WHAT THE TASK ASKS:
Wherever a line in the records contains the word "installers", return that line.

Stored data:
********
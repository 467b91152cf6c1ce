use std::path::{Path, PathBuf};

use reqwest::header::{CONTENT_LENGTH, COOKIE};
use reqwest::{Client, RequestBuilder, Response};
use tokio::fs::File;
use tokio::io::AsyncWriteExt;

use crate::core::{Catalog, is_retryable, is_success, parse_links};
use crate::data::{Credentials, Link, PortalConfig, Session};
use crate::error::{FetchError, Result};
use crate::ui::{Reporting, Silent, TrackerBuilder};

/// Operations against the vendor download portal.
///
/// Every call after [`Portal::login`] takes the returned [`Session`]; the
/// portal itself keeps no authentication state.
#[derive(Debug, Clone)]
pub struct Portal {
    config: PortalConfig,
    client: Client,
}

impl Portal {
    pub fn new(config: PortalConfig, client: Client) -> Self {
        Self { config, client }
    }

    pub fn config(&self) -> &PortalConfig {
        &self.config
    }

    /// Log in with HTTP basic auth and capture the issued cookies.
    ///
    /// # Errors
    ///
    /// [`FetchError::LoginRejected`] on any non-2xx answer,
    /// [`FetchError::LoginTransport`] when the request itself fails.
    /// Neither is retried.
    pub async fn login(&self, credentials: &Credentials) -> Result<Session> {
        tracing::debug!(url = %self.config.login_url, user = credentials.username(), "logging in");

        let response = self
            .client
            .post(&self.config.login_url)
            .basic_auth(credentials.username(), Some(credentials.password()))
            .send()
            .await
            .map_err(FetchError::LoginTransport)?;

        let status = response.status();
        if !is_success(status) {
            return Err(FetchError::LoginRejected(status));
        }

        let session = Session::from_cookies(
            response
                .cookies()
                .map(|c| (c.name().to_string(), c.value().to_string())),
        );
        tracing::debug!(cookies = session.cookies().len(), "logged in");
        println!("Logged In");
        Ok(session)
    }

    /// Scrape installer links from the download page.
    ///
    /// The portal sometimes answers with a page missing the installer list,
    /// so an empty result is retried up to [`PortalConfig::attempts`] times
    /// with no delay. Transport failures and retryable statuses consume an
    /// attempt the same way; any other non-2xx status aborts immediately.
    /// The first attempt that yields links wins.
    pub async fn fetch_links(&self, session: &Session) -> Result<Vec<Link>> {
        tracing::debug!(url = %self.config.page_url, "getting links from the page");
        let attempts = self.config.attempts();
        let mut last_error = None;
        let mut last_status = None;

        for attempt in 0..attempts {
            let response = match self.get(&self.config.page_url, session).send().await {
                Ok(response) => response,
                Err(e) => {
                    tracing::warn!(
                        attempt,
                        error = %e,
                        "Attempt #{attempt} to get links list from download page failed, retrying..."
                    );
                    last_error = Some(e);
                    continue;
                }
            };

            let status = response.status();
            if !is_success(status) {
                if !is_retryable(status) {
                    return Err(FetchError::PageRejected(status));
                }
                tracing::warn!(
                    attempt,
                    %status,
                    "Attempt #{attempt} to get links list from download page failed, retrying..."
                );
                last_status = Some(status);
                continue;
            }

            let page = match response.text().await {
                Ok(page) => page,
                Err(e) => {
                    tracing::warn!(
                        attempt,
                        error = %e,
                        "Attempt #{attempt} to read the download page failed, retrying..."
                    );
                    last_error = Some(e);
                    continue;
                }
            };

            let links = parse_links(&page, &self.config.link_prefix);
            if !links.is_empty() {
                tracing::debug!(count = links.len(), "links from the page are extracted");
                return Ok(links);
            }
            tracing::warn!(
                attempt,
                "Attempt #{attempt} to get links list from download page failed, \
                 server has returned an empty page, retrying..."
            );
        }

        Err(FetchError::NoLinks {
            attempts,
            source: last_error,
            last_status,
        })
    }

    /// [`Portal::fetch_links`], sorted.
    pub async fn catalog(&self, session: &Session) -> Result<Catalog> {
        let links = self.fetch_links(session).await?;
        Ok(Catalog::new(self.config.link_prefix.clone(), links))
    }

    /// Download `link` into `destination_folder` without progress output.
    pub async fn download(
        &self,
        session: &Session,
        link: &Link,
        destination_folder: &Path,
    ) -> Result<PathBuf> {
        self.download_with(session, link, destination_folder, Silent)
            .await
    }

    /// Stream `link` to `destination_folder/<file name>`, reporting each
    /// chunk to the tracker built from `tracker`.
    ///
    /// An existing file at the target path is overwritten. The tracker is
    /// finished on every exit path; a partially written file is left behind
    /// when the transfer fails.
    pub async fn download_with<B: TrackerBuilder>(
        &self,
        session: &Session,
        link: &Link,
        destination_folder: &Path,
        tracker: B,
    ) -> Result<PathBuf> {
        let file_name = link.file_name();
        if file_name.is_empty() {
            return Err(FetchError::FileName(link.to_string()));
        }
        let path = destination_folder.join(file_name);
        tracing::info!(url = %link, path = %path.display(), "Downloading file");

        let transport = |source| FetchError::DownloadTransport {
            url: link.to_string(),
            source,
        };
        let mut response = self
            .get(link.as_str(), session)
            .send()
            .await
            .map_err(transport)?;

        let status = response.status();
        if !is_success(status) {
            return Err(FetchError::DownloadRejected {
                url: link.to_string(),
                status,
            });
        }

        let mut reporting = Reporting::new(tracker.build(content_length(&response))?);

        let io_error = |source| FetchError::Io {
            path: path.clone(),
            source,
        };
        let mut file = File::create(&path).await.map_err(io_error)?;

        while let Some(chunk) = response.chunk().await.map_err(transport)? {
            file.write_all(&chunk).await.map_err(io_error)?;
            reporting.step(chunk.len() as u64);
        }
        file.flush().await.map_err(io_error)?;

        Ok(path)
    }

    fn get(&self, url: &str, session: &Session) -> RequestBuilder {
        let request = self.client.get(url);
        match session.cookie_header() {
            Some(cookies) => request.header(COOKIE, cookies),
            None => request,
        }
    }
}

/// Declared body length, `None` if the header is missing or not a number.
fn content_length(response: &Response) -> Option<u64> {
    response
        .headers()
        .get(CONTENT_LENGTH)
        .and_then(|v| v.to_str().ok())
        .and_then(|s| s.trim().parse::<u64>().ok())
}
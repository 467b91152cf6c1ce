use std::io::{BufRead, Write};

use ragebeam_fetch::Link;

use crate::error::CliError;

pub const PROMPT: &str = "Input number of versions you would like to download: ";

/// Numbered file names, one per line, followed by the prompt.
pub fn render(links: &[Link]) -> String {
    let lines: Vec<String> = links
        .iter()
        .enumerate()
        .map(|(i, link)| format!("{i}. {}", link.file_name()))
        .collect();
    format!("{}\n{PROMPT}", lines.join("\n"))
}

pub fn select<'a>(links: &'a [Link], input: &str) -> Result<&'a Link, CliError> {
    let input = input.trim();
    let index: usize = input
        .parse()
        .map_err(|_| CliError::NotANumber(input.to_string()))?;
    links.get(index).ok_or(CliError::OutOfRange {
        index,
        len: links.len(),
    })
}

/// Show the menu on `out` and read one line from `input`.
pub fn prompt<'a, R: BufRead, W: Write>(
    links: &'a [Link],
    mut input: R,
    mut out: W,
) -> Result<&'a Link, CliError> {
    out.write_all(render(links).as_bytes())
        .and_then(|_| out.flush())
        .map_err(CliError::Input)?;

    let mut line = String::new();
    input.read_line(&mut line).map_err(CliError::Input)?;
    select(links, &line)
}

#[cfg(test)]
mod tests {
    use super::*;
    use std::io::Cursor;

    fn links() -> Vec<Link> {
        vec![
            Link::new("https://dl.example.com/releases/8.2/linux/splunk-8.2.tgz"),
            Link::new("https://dl.example.com/releases/9.1/linux/splunk-9.1.tgz"),
        ]
    }

    #[test]
    fn test_render() {
        assert_eq!(
            render(&links()),
            "0. splunk-8.2.tgz\n1. splunk-9.1.tgz\n\
             Input number of versions you would like to download: "
        );
    }

    #[test]
    fn test_select() {
        let links = links();
        assert_eq!(select(&links, "1\n").unwrap(), &links[1]);
        assert_eq!(select(&links, " 0 ").unwrap(), &links[0]);
    }

    #[test]
    fn test_select_rejects_bad_input() {
        let links = links();
        assert!(matches!(
            select(&links, "2"),
            Err(CliError::OutOfRange { index: 2, len: 2 })
        ));
        assert!(matches!(select(&links, "-1"), Err(CliError::NotANumber(_))));
        assert!(matches!(select(&links, "first"), Err(CliError::NotANumber(_))));
        assert!(matches!(select(&links, ""), Err(CliError::NotANumber(_))));
    }

    #[test]
    fn test_prompt_reads_one_line() {
        let links = links();
        let mut out = Vec::new();
        let chosen = prompt(&links, Cursor::new("1\n0\n"), &mut out).unwrap();

        assert_eq!(chosen.file_name(), "splunk-9.1.tgz");
        assert!(String::from_utf8(out).unwrap().ends_with(PROMPT));
    }
}
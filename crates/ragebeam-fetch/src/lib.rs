//! Login, installer discovery and streamed downloads for the vendor portal.
//!
//! # Architecture
//!
//! This crate follows the three-layer pattern:
//! - [`data`] - Plain types: credentials, session, links, configuration
//! - [`core`] - Pure transformations over scraped pages and link lists
//! - [`effects`] - HTTP operations against the portal
//!
//! Terminal progress rendering lives in [`ui`].
//!
//! # Flow
//!
//! ```no_run
//! use ragebeam_fetch::{ClientSetting, Credentials, Os, Portal, PortalConfig};
//!
//! # async fn run() -> Result<(), Box<dyn std::error::Error>> {
//! let client = ClientSetting::default().build()?;
//! let portal = Portal::new(PortalConfig::default(), client);
//! let credentials: Credentials = "user:secret".parse().expect("credentials");
//!
//! let session = portal.login(&credentials).await?;
//! let catalog = portal.catalog(&session).await?;
//! if let Some(linux) = catalog.for_os(Os::Linux) {
//!     portal.download(&session, &linux[0], "/tmp".as_ref()).await?;
//! }
//! # Ok(())
//! # }
//! ```

pub mod core;
pub mod data;
pub mod effects;
pub mod ui;

mod error;

pub use reqwest::{StatusCode, Url};

pub use self::core::Catalog;
pub use self::data::{
    Credentials, CredentialsError, Link, Os, ParseOsError, PortalConfig, Progress, Session,
};
pub use self::effects::{ClientSetting, ClientSettingError, Portal};
pub use self::error::{FetchError, Phase, Result};
pub use self::ui::{
    BarTracker, BarTrackerBuilder, LineTracker, LineTrackerBuilder, Reporting, Silent, Tracker,
    TrackerBuilder,
};
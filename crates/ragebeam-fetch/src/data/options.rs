/// Portal endpoints and scraping limits.
///
/// # Examples
///
/// ```
/// use ragebeam_fetch::PortalConfig;
///
/// let config = PortalConfig::default()
///     .with_page_url("https://mirror.example.com/download.html")
///     .with_max_attempts(3);
/// assert_eq!(config.max_attempts, 3);
/// ```
#[derive(Debug, Clone, PartialEq, Eq)]
pub struct PortalConfig {
    /// Endpoint receiving the basic-auth login POST.
    pub login_url: String,

    /// Product page listing the installers.
    pub page_url: String,

    /// Only `data-link` values starting with this prefix are installers.
    pub link_prefix: String,

    /// Total fetch+parse cycles before giving up on an empty page.
    ///
    /// Default: 15
    pub max_attempts: u32,
}

pub const DEFAULT_LOGIN_URL: &str = "https://login.splunk.com/page/checkauth";
pub const DEFAULT_PAGE_URL: &str = "https://www.splunk.com/en_us/download/splunk-enterprise.html";
pub const DEFAULT_LINK_PREFIX: &str = "https://download.splunk.com/products/splunk/releases";
pub const DEFAULT_MAX_ATTEMPTS: u32 = 15;

impl Default for PortalConfig {
    fn default() -> Self {
        Self {
            login_url: DEFAULT_LOGIN_URL.to_string(),
            page_url: DEFAULT_PAGE_URL.to_string(),
            link_prefix: DEFAULT_LINK_PREFIX.to_string(),
            max_attempts: DEFAULT_MAX_ATTEMPTS,
        }
    }
}

impl PortalConfig {
    pub fn with_login_url(mut self, url: impl Into<String>) -> Self {
        self.login_url = url.into();
        self
    }

    pub fn with_page_url(mut self, url: impl Into<String>) -> Self {
        self.page_url = url.into();
        self
    }

    pub fn with_link_prefix(mut self, prefix: impl Into<String>) -> Self {
        self.link_prefix = prefix.into();
        self
    }

    pub fn with_max_attempts(mut self, attempts: u32) -> Self {
        self.max_attempts = attempts;
        self
    }

    /// Attempt budget actually used; a zero budget still makes one attempt.
    pub fn attempts(&self) -> u32 {
        self.max_attempts.max(1)
    }
}
use std::io::{self, Stdout, Write};

use indicatif::{ProgressBar, ProgressStyle};
use once_cell::sync::Lazy;

use crate::data::Progress;
use crate::error::{FetchError, Result};

/// Receives the size of every chunk written to disk.
pub trait Tracker {
    fn step(&mut self, len: u64);
    fn finish(self);
}

/// Creates a [`Tracker`] once the response headers are known.
pub trait TrackerBuilder {
    type Tracker: Tracker;

    /// `total` is the declared Content-Length, `None` when absent or malformed.
    fn build(self, total: Option<u64>) -> Result<Self::Tracker>;
}

/// Scope guard finishing its tracker exactly once, on whichever path leaves
/// the scope.
pub struct Reporting<T: Tracker> {
    tracker: Option<T>,
}

impl<T: Tracker> Reporting<T> {
    pub fn new(tracker: T) -> Self {
        Self {
            tracker: Some(tracker),
        }
    }

    pub fn step(&mut self, len: u64) {
        if let Some(t) = self.tracker.as_mut() {
            t.step(len);
        }
    }

    pub fn finish(mut self) {
        if let Some(t) = self.tracker.take() {
            t.finish();
        }
    }
}

impl<T: Tracker> Drop for Reporting<T> {
    fn drop(&mut self) {
        if let Some(t) = self.tracker.take() {
            t.finish();
        }
    }
}

/// No output at all; accepts responses without a Content-Length.
#[derive(Debug, Clone, Copy, Default)]
pub struct Silent;

impl Tracker for Silent {
    fn step(&mut self, _len: u64) {}
    fn finish(self) {}
}

impl TrackerBuilder for Silent {
    type Tracker = Silent;

    fn build(self, _total: Option<u64>) -> Result<Silent> {
        Ok(Silent)
    }
}

/// Rewrites a single line with `Downloaded <n> of <total> bytes (<pct>%)`.
///
/// Finishing writes the trailing newline.
pub struct LineTracker<W: Write> {
    out: W,
    progress: Progress,
}

impl<W: Write> Tracker for LineTracker<W> {
    fn step(&mut self, len: u64) {
        self.progress.record(len);
        let _ = write!(
            self.out,
            "Downloaded {} of {} bytes ({:.2}%)\r",
            self.progress.bytes_downloaded,
            self.progress.total_bytes,
            self.progress.percentage()
        );
        let _ = self.out.flush();
    }

    fn finish(mut self) {
        let _ = self.out.write_all(b"\n");
        let _ = self.out.flush();
    }
}

#[derive(Debug, Clone)]
pub struct LineTrackerBuilder<W: Write> {
    out: W,
}

impl<W: Write> LineTrackerBuilder<W> {
    pub fn new(out: W) -> Self {
        Self { out }
    }
}

impl LineTrackerBuilder<Stdout> {
    pub fn stdout() -> Self {
        Self::new(io::stdout())
    }
}

impl<W: Write> TrackerBuilder for LineTrackerBuilder<W> {
    type Tracker = LineTracker<W>;

    /// Fails with [`FetchError::ContentLength`] when the total is unknown.
    fn build(self, total: Option<u64>) -> Result<LineTracker<W>> {
        let total = total.ok_or(FetchError::ContentLength)?;
        Ok(LineTracker {
            out: self.out,
            progress: Progress::new(total),
        })
    }
}

const BAR_TEMPLATE: &str =
    "{prefix:>12.green.bold} {bar:40.green/white} {bytes:>10}/{total_bytes} {bytes_per_sec} {msg}";

const BAR_CHARS: &str = "=> ";

static BAR_STYLE: Lazy<Option<ProgressStyle>> = Lazy::new(|| {
    ProgressStyle::with_template(BAR_TEMPLATE)
        .ok()
        .map(|style| style.progress_chars(BAR_CHARS))
});

/// indicatif bar; falls back to a spinner without a Content-Length.
pub struct BarTracker {
    pb: ProgressBar,
    finish: Option<String>,
}

impl Tracker for BarTracker {
    fn step(&mut self, len: u64) {
        self.pb.inc(len);
    }

    fn finish(self) {
        match self.finish {
            Some(msg) => self.pb.finish_with_message(msg),
            None => self.pb.finish(),
        }
    }
}

#[derive(Debug, Clone, Default)]
pub struct BarTrackerBuilder {
    prefix: Option<String>,
    finish: Option<String>,
}

impl BarTrackerBuilder {
    pub fn with_prefix(mut self, prefix: &str) -> Self {
        self.prefix = Some(prefix.to_string());
        self
    }

    pub fn with_finish(mut self, finish: &str) -> Self {
        self.finish = Some(finish.to_string());
        self
    }
}

impl TrackerBuilder for BarTrackerBuilder {
    type Tracker = BarTracker;

    fn build(self, total: Option<u64>) -> Result<BarTracker> {
        let pb = match total {
            Some(len) => ProgressBar::new(len),
            None => ProgressBar::new_spinner(),
        };
        let pb = match BAR_STYLE.as_ref() {
            Some(style) => pb.with_style(style.clone()),
            None => pb,
        };
        if let Some(prefix) = self.prefix {
            pb.set_prefix(prefix);
        }
        Ok(BarTracker {
            pb,
            finish: self.finish,
        })
    }
}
********
TASK SOLUTION:
    /// Product page listing the installers.
    /// Only `data-link` values starting with this prefix are installers.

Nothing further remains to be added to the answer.